El otro torero colombiano, Andrés de los Ríos, pudo hacer menos que Paco. Hay toreros que a veces les pasa lo que me pasa a mí cuando hablo en público, que me preocupo más de la cara de los que me oyen que de lo que estoy diciendo. A De los Ríos, me parece, le pasó lo mismo: estaba pendiente de lo que la gente dijera o pensara y por eso todo lo hacía regular, desganadamente. Para torear con ganas, el torero debe sentir apetito por ir más allá de lo que el toro le da, y él renunció a dar ese paso, que a veces puede ser un paso al más allá. Pero si el torero no se expone, el toro no sabe lo que tiene que hacer y entonces nada se puede hacer y la faena se vuelve aburridora.

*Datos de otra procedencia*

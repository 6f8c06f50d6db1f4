//! Pack and unpack.

use crate::error::{CodecError, Result};
use crate::field::{FieldType, Props, Value};
use crate::iter::FieldIterator;
use crate::schema::{FieldDef, Schema};

/// Pack a property bag against a schema.
///
/// Fields are emitted in ascending index order; optional absent fields are
/// skipped; exact static constants are materialized even when absent from
/// the bag. Fields above `max_index` are not emitted (this is how a caller
/// packs the signed area only).
pub fn pack(schema: &Schema, props: &Props, max_index: u8) -> Result<Vec<u8>> {
    let mut out = Vec::new();

    if schema.array {
        let element = schema.fields.first().ok_or(CodecError::OutOfRange {
            index: 0,
            reason: "array schema without element definition",
        })?;
        for (position, (&index, value)) in props.iter().enumerate() {
            if index as usize != position {
                return Err(CodecError::ArrayNotContiguous { index });
            }
            encode_field(&mut out, index, element, value)?;
        }
        return Ok(out);
    }

    for def in schema.fields {
        if def.index > max_index {
            continue;
        }
        match props.get(&def.index) {
            Some(value) => encode_field(&mut out, def.index, def, value)?,
            None => {
                // Exact constants carry no information; emit them for the
                // caller. Prefix constants need the caller's suffix.
                if let Some(st) = def.static_value {
                    if !st.prefix {
                        encode_field(&mut out, def.index, def, &Value::Bytes(st.bytes.to_vec()))?;
                        continue;
                    }
                }
                if def.required {
                    return Err(CodecError::RequiredMissing {
                        index: def.index,
                        name: def.name,
                    });
                }
            }
        }
    }

    // Reject bag entries the schema does not know.
    for &index in props.keys() {
        if index > max_index {
            continue;
        }
        if schema.field(index).is_none() {
            return Err(CodecError::OutOfRange {
                index,
                reason: "not declared in schema",
            });
        }
    }

    Ok(out)
}

/// Unpack packed bytes against a schema.
///
/// Unknown field indices are silently skipped (the format's forward
/// compatibility rule); unknown types, non-increasing indices, and
/// truncation are fatal. When `deep`, nested sub-schema fields are
/// recursively unpacked into [`Value::Props`]; otherwise their raw packed
/// bytes are returned as [`Value::Bytes`].
pub fn unpack(bytes: &[u8], schema: &Schema, deep: bool, max_index: u8) -> Result<Props> {
    let mut props = Props::new();
    let mut array_expected: u8 = 0;

    for field in FieldIterator::new(bytes) {
        let field = field?;
        if field.index > max_index {
            continue;
        }
        let Some(def) = schema.field(field.index) else {
            continue;
        };
        if schema.array {
            if field.index != array_expected {
                return Err(CodecError::ArrayNotContiguous { index: field.index });
            }
            array_expected = array_expected.wrapping_add(1);
        }
        if def.ty != field.field_type {
            return Err(CodecError::TypeMismatch {
                index: field.index,
                name: def.name,
            });
        }
        if def.ty.is_variable() && field.value.len() > def.effective_max_len() {
            return Err(CodecError::LengthExceedsMax {
                index: field.index,
                len: field.value.len(),
                max: def.effective_max_len(),
            });
        }
        if let Some(st) = def.static_value {
            if !st.matches(field.value) {
                return Err(CodecError::StaticMismatch { index: field.index });
            }
        }
        let value = decode_value(field.index, def, field.value, deep)?;
        props.insert(field.index, value);
    }

    for def in schema.fields {
        if schema.array {
            break;
        }
        if def.index > max_index {
            continue;
        }
        if def.required && !props.contains_key(&def.index) {
            return Err(CodecError::RequiredMissing {
                index: def.index,
                name: def.name,
            });
        }
    }

    Ok(props)
}

fn encode_field(out: &mut Vec<u8>, index: u8, def: &FieldDef, value: &Value) -> Result<()> {
    let value_bytes = encode_value(index, def, value)?;

    if let Some(st) = def.static_value {
        if !st.matches(&value_bytes) {
            return Err(CodecError::StaticMismatch { index });
        }
    }

    out.push(index);
    out.push(def.ty.as_u8());
    if def.ty.is_variable() {
        let cap = def.effective_max_len();
        if value_bytes.len() > cap {
            return Err(CodecError::LengthExceedsMax {
                index,
                len: value_bytes.len(),
                max: cap,
            });
        }
        let len = value_bytes.len() as u16;
        out.extend_from_slice(&len.to_be_bytes());
    }
    out.extend_from_slice(&value_bytes);
    Ok(())
}

fn encode_value(index: u8, def: &FieldDef, value: &Value) -> Result<Vec<u8>> {
    let mismatch = || CodecError::TypeMismatch {
        index,
        name: def.name,
    };

    if def.ty.is_unsigned() {
        let v = value.as_uint().ok_or_else(mismatch)?;
        let width = def.ty.fixed_size().unwrap_or(8);
        if width < 8 && v >= 1u64 << (width * 8) {
            return Err(CodecError::OutOfRange {
                index,
                reason: "unsigned value exceeds field width",
            });
        }
        return Ok(encode_uint(v, width, def.ty.is_big_endian()));
    }

    if def.ty.is_signed() {
        let v = value.as_int().ok_or_else(mismatch)?;
        let width = def.ty.fixed_size().unwrap_or(8);
        if width < 8 {
            let bits = (width * 8 - 1) as u32;
            let max = (1i64 << bits) - 1;
            let min = -(1i64 << bits);
            if v > max || v < min {
                return Err(CodecError::OutOfRange {
                    index,
                    reason: "signed value exceeds field width",
                });
            }
        }
        return Ok(encode_uint(v as u64, width, def.ty.is_big_endian()));
    }

    match def.ty {
        FieldType::String => {
            let s = value.as_str().ok_or_else(mismatch)?;
            Ok(s.as_bytes().to_vec())
        }
        FieldType::Schema => match value {
            Value::Props(sub_props) => {
                let sub = def.sub.ok_or_else(mismatch)?;
                pack(sub, sub_props, u8::MAX)
            }
            // Pre-packed sub-model bytes pass through untouched.
            Value::Bytes(bytes) => Ok(bytes.clone()),
            _ => Err(mismatch()),
        },
        FieldType::Bytes => {
            let b = value.as_bytes().ok_or_else(mismatch)?;
            Ok(b.to_vec())
        }
        // Remaining types are the fixed blobs.
        _ => {
            let b = value.as_bytes().ok_or_else(mismatch)?;
            let size = def.ty.fixed_size().unwrap_or(0);
            if b.len() != size {
                return Err(mismatch());
            }
            Ok(b.to_vec())
        }
    }
}

fn decode_value(index: u8, def: &FieldDef, value: &[u8], deep: bool) -> Result<Value> {
    let mismatch = || CodecError::TypeMismatch {
        index,
        name: def.name,
    };

    if def.ty.is_unsigned() {
        return Ok(Value::UInt(decode_uint(value, def.ty.is_big_endian())));
    }
    if def.ty.is_signed() {
        let width = value.len();
        let raw = decode_uint(value, def.ty.is_big_endian());
        return Ok(Value::Int(sign_extend(raw, width)));
    }

    match def.ty {
        FieldType::String => {
            let s = std::str::from_utf8(value).map_err(|_| mismatch())?;
            Ok(Value::String(s.to_string()))
        }
        FieldType::Schema if deep => {
            let sub = def.sub.ok_or_else(mismatch)?;
            Ok(Value::Props(unpack(value, sub, true, u8::MAX)?))
        }
        _ => Ok(Value::Bytes(value.to_vec())),
    }
}

fn encode_uint(v: u64, width: usize, big_endian: bool) -> Vec<u8> {
    if big_endian {
        v.to_be_bytes()[8 - width..].to_vec()
    } else {
        v.to_le_bytes()[..width].to_vec()
    }
}

fn decode_uint(bytes: &[u8], big_endian: bool) -> u64 {
    let mut v: u64 = 0;
    if big_endian {
        for &b in bytes {
            v = (v << 8) | u64::from(b);
        }
    } else {
        for &b in bytes.iter().rev() {
            v = (v << 8) | u64::from(b);
        }
    }
    v
}

fn sign_extend(raw: u64, width: usize) -> i64 {
    if width >= 8 {
        return raw as i64;
    }
    let shift = (8 - width) * 8;
    ((raw << shift) as i64) >> shift
}

#[cfg(test)]
mod tests {
    use super::*;
    use crate::schema::StaticValue;

    static TEST_FIELDS: [FieldDef; 4] = [
        FieldDef::new(0, "kind", FieldType::Bytes, true)
            .with_static(StaticValue::prefix(&[0x01, 0x02])),
        FieldDef::new(33, "amount", FieldType::UInt48BE, false),
        FieldDef::new(40, "label", FieldType::String, false).with_max_len(16),
        FieldDef::new(50, "payload", FieldType::Bytes, false),
    ];
    static TEST_SCHEMA: Schema = Schema::new("test", &TEST_FIELDS);

    fn base_props() -> Props {
        let mut props = Props::new();
        props.insert(0, Value::Bytes(vec![0x01, 0x02, 0x09]));
        props
    }

    #[test]
    fn uint48be_wire_bytes() {
        let mut props = base_props();
        props.insert(33, Value::UInt(0x0102_0304_0506));
        let packed = pack(&TEST_SCHEMA, &props, 127).unwrap();
        // Field 33: `21 0e 01 02 03 04 05 06`.
        let tail = &packed[packed.len() - 8..];
        assert_eq!(tail, &[0x21, 0x0e, 0x01, 0x02, 0x03, 0x04, 0x05, 0x06]);

        let unpacked = unpack(&packed, &TEST_SCHEMA, false, 127).unwrap();
        assert_eq!(unpacked.get(&33).unwrap().as_uint(), Some(0x0102_0304_0506));
    }

    #[test]
    fn round_trip_preserves_bag() {
        let mut props = base_props();
        props.insert(33, Value::UInt(99));
        props.insert(40, Value::String("hello".into()));
        props.insert(50, Value::Bytes(vec![1, 2, 3]));
        let packed = pack(&TEST_SCHEMA, &props, 127).unwrap();
        let unpacked = unpack(&packed, &TEST_SCHEMA, false, 127).unwrap();
        assert_eq!(props, unpacked);
    }

    #[test]
    fn unknown_indices_are_skipped_on_unpack() {
        let mut props = base_props();
        props.insert(33, Value::UInt(7));
        let mut packed = pack(&TEST_SCHEMA, &props, 127).unwrap();
        // Append a field at an index the schema does not declare.
        packed.extend_from_slice(&[77, 0, 0xff]);
        let unpacked = unpack(&packed, &TEST_SCHEMA, false, 127).unwrap();
        assert!(!unpacked.contains_key(&77));
        assert_eq!(unpacked.get(&33).unwrap().as_uint(), Some(7));
    }

    #[test]
    fn required_missing_fails_both_ways() {
        let props = Props::new();
        assert!(matches!(
            pack(&TEST_SCHEMA, &props, 127),
            Err(CodecError::RequiredMissing { index: 0, .. })
        ));
        assert!(matches!(
            unpack(&[], &TEST_SCHEMA, false, 127),
            Err(CodecError::RequiredMissing { index: 0, .. })
        ));
    }

    #[test]
    fn static_prefix_enforced() {
        let mut props = Props::new();
        props.insert(0, Value::Bytes(vec![0x09, 0x09, 0x09]));
        assert!(matches!(
            pack(&TEST_SCHEMA, &props, 127),
            Err(CodecError::StaticMismatch { index: 0 })
        ));
    }

    #[test]
    fn unknown_prop_index_rejected_on_pack() {
        let mut props = base_props();
        props.insert(99, Value::UInt(1));
        assert!(matches!(
            pack(&TEST_SCHEMA, &props, 127),
            Err(CodecError::OutOfRange { index: 99, .. })
        ));
    }

    #[test]
    fn fields_above_max_index_are_not_packed() {
        let mut props = base_props();
        props.insert(33, Value::UInt(7));
        let packed = pack(&TEST_SCHEMA, &props, 32).unwrap();
        let unpacked = unpack(&packed, &TEST_SCHEMA, false, 127).unwrap();
        assert!(!unpacked.contains_key(&33));
    }

    #[test]
    fn length_cap_enforced() {
        let mut props = base_props();
        props.insert(40, Value::String("x".repeat(17)));
        assert!(matches!(
            pack(&TEST_SCHEMA, &props, 127),
            Err(CodecError::LengthExceedsMax { index: 40, .. })
        ));
    }

    #[test]
    fn signed_values_round_trip() {
        static SIGNED_FIELDS: [FieldDef; 2] = [
            FieldDef::new(1, "a", FieldType::Int24BE, true),
            FieldDef::new(2, "b", FieldType::Int16LE, true),
        ];
        static SIGNED: Schema = Schema::new("signed", &SIGNED_FIELDS);

        let mut props = Props::new();
        props.insert(1, Value::Int(-5));
        props.insert(2, Value::Int(-30000));
        let packed = pack(&SIGNED, &props, 127).unwrap();
        let unpacked = unpack(&packed, &SIGNED, false, 127).unwrap();
        assert_eq!(unpacked.get(&1).unwrap().as_int(), Some(-5));
        assert_eq!(unpacked.get(&2).unwrap().as_int(), Some(-30000));
    }

    #[test]
    fn signed_overflow_rejected() {
        static SIGNED_FIELDS: [FieldDef; 1] = [FieldDef::new(1, "a", FieldType::Int8, true)];
        static SIGNED: Schema = Schema::new("signed8", &SIGNED_FIELDS);
        let mut props = Props::new();
        props.insert(1, Value::Int(200));
        assert!(matches!(
            pack(&SIGNED, &props, 127),
            Err(CodecError::OutOfRange { .. })
        ));
    }

    #[test]
    fn array_schema_round_trip_and_contiguity() {
        static ELEMENT: [FieldDef; 1] = [FieldDef::new(0, "entry", FieldType::Bytes, false)];
        static ARR: Schema = Schema::array("keys", &ELEMENT);

        let mut props = Props::new();
        props.insert(0, Value::Bytes(vec![1; 4]));
        props.insert(1, Value::Bytes(vec![2; 4]));
        let packed = pack(&ARR, &props, 127).unwrap();
        let unpacked = unpack(&packed, &ARR, false, 127).unwrap();
        assert_eq!(props, unpacked);

        let mut gapped = Props::new();
        gapped.insert(0, Value::Bytes(vec![1]));
        gapped.insert(2, Value::Bytes(vec![2]));
        assert!(matches!(
            pack(&ARR, &gapped, 127),
            Err(CodecError::ArrayNotContiguous { index: 2 })
        ));
    }

    #[test]
    fn nested_schema_deep_and_shallow() {
        static INNER_FIELDS: [FieldDef; 2] = [
            FieldDef::new(0, "slot", FieldType::UInt8, true),
            FieldDef::new(2, "sig", FieldType::Bytes, true),
        ];
        static INNER: Schema = Schema::new("inner", &INNER_FIELDS);
        static OUTER_FIELDS: [FieldDef; 1] =
            [FieldDef::new(10, "inner", FieldType::Schema, true).with_sub(&INNER)];
        static OUTER: Schema = Schema::new("outer", &OUTER_FIELDS);

        let mut inner = Props::new();
        inner.insert(0, Value::UInt(1));
        inner.insert(2, Value::Bytes(vec![9, 9]));
        let mut props = Props::new();
        props.insert(10, Value::Props(inner.clone()));

        let packed = pack(&OUTER, &props, 127).unwrap();

        let deep = unpack(&packed, &OUTER, true, 127).unwrap();
        assert_eq!(deep.get(&10).unwrap().as_props(), Some(&inner));

        let shallow = unpack(&packed, &OUTER, false, 127).unwrap();
        let raw = shallow.get(&10).unwrap().as_bytes().unwrap();
        assert_eq!(unpack(raw, &INNER, false, u8::MAX).unwrap(), inner);
    }
}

El torero español se llama Juan del Álamo. Es muy joven y no muy alto. Tenía un vestido blanco, lo que suelen hacer los toreros cuando debutan en una plaza, como Juan en Manizales. Toreó a sus dos toros como un ángel. Al primero, llamado Bambuquero, parecía como si hubiera habido un acuerdo entre toro y torero para hacer lo que hicieron. Con la capa —que, recordarás, tiene dos colores y es grande y suena— hizo siete verónicas, que son lances con que el torero trata de saber cómo es el toro, pero además para enseñarle quién lo torea. Con la verónica al pasar el toro, el torero parece enjuagarle la cara al animal. Juan lo hizo bajando las manos y por tanto dejándole sentir al toro su cuerpo, provocándolo para que abra el deseo de llevarse en sus cuernos a quien quiere y no quiere ver. El torito, lance a lance, bajó la cabeza. Después de la pica, lo probó con tres chicuelinas, que son pases para que el torero mire más al toro y para que el público mire al torero. La atención de los tendidos cae sobre el torero y la del torero sobre el toro. Con las chicuelinas el cuerno lo guía el torero hacia la cintura con el capote, para luego hacerle el quite, que es una manera de burlar la muerte y no, nunca, de burlarse del toro. Después, Juan del Álamo toreó con la muleta, muy cerca del toro, a su lado, parecían uno solo porque el torero enrollaba a Bambuquero a su cuerpo por un lado y después por el otro. Tomando la muleta con una mano y después con la otra. Hacerlo con la mano izquierda es más difícil, porque el torero no alarga la muleta con la espada y así el toro pasa rayándole el vestido con el cacho, si el torero es valiente, es decir, demuestra que no le teme morir aunque le tema a la muerte. Con su segundo toro, llamado Hortelano, hizo cosas muy parecidas. La diferencia estuvo en que el torero no dejaba que el toro huyera y por donde quería huir, allí estaba Juan parado, esperándolo. Para un buen torero no hay mal toro. En el primer toro, la presidencia —en las plazas hay presidencias— le dio una oreja; pero como en las plazas hay democracia, el público pidió otra y la presidencia aceptó. Qué gran diferencia con muchos gobiernos y con la alcaldía de Bogotá hoy por hoy.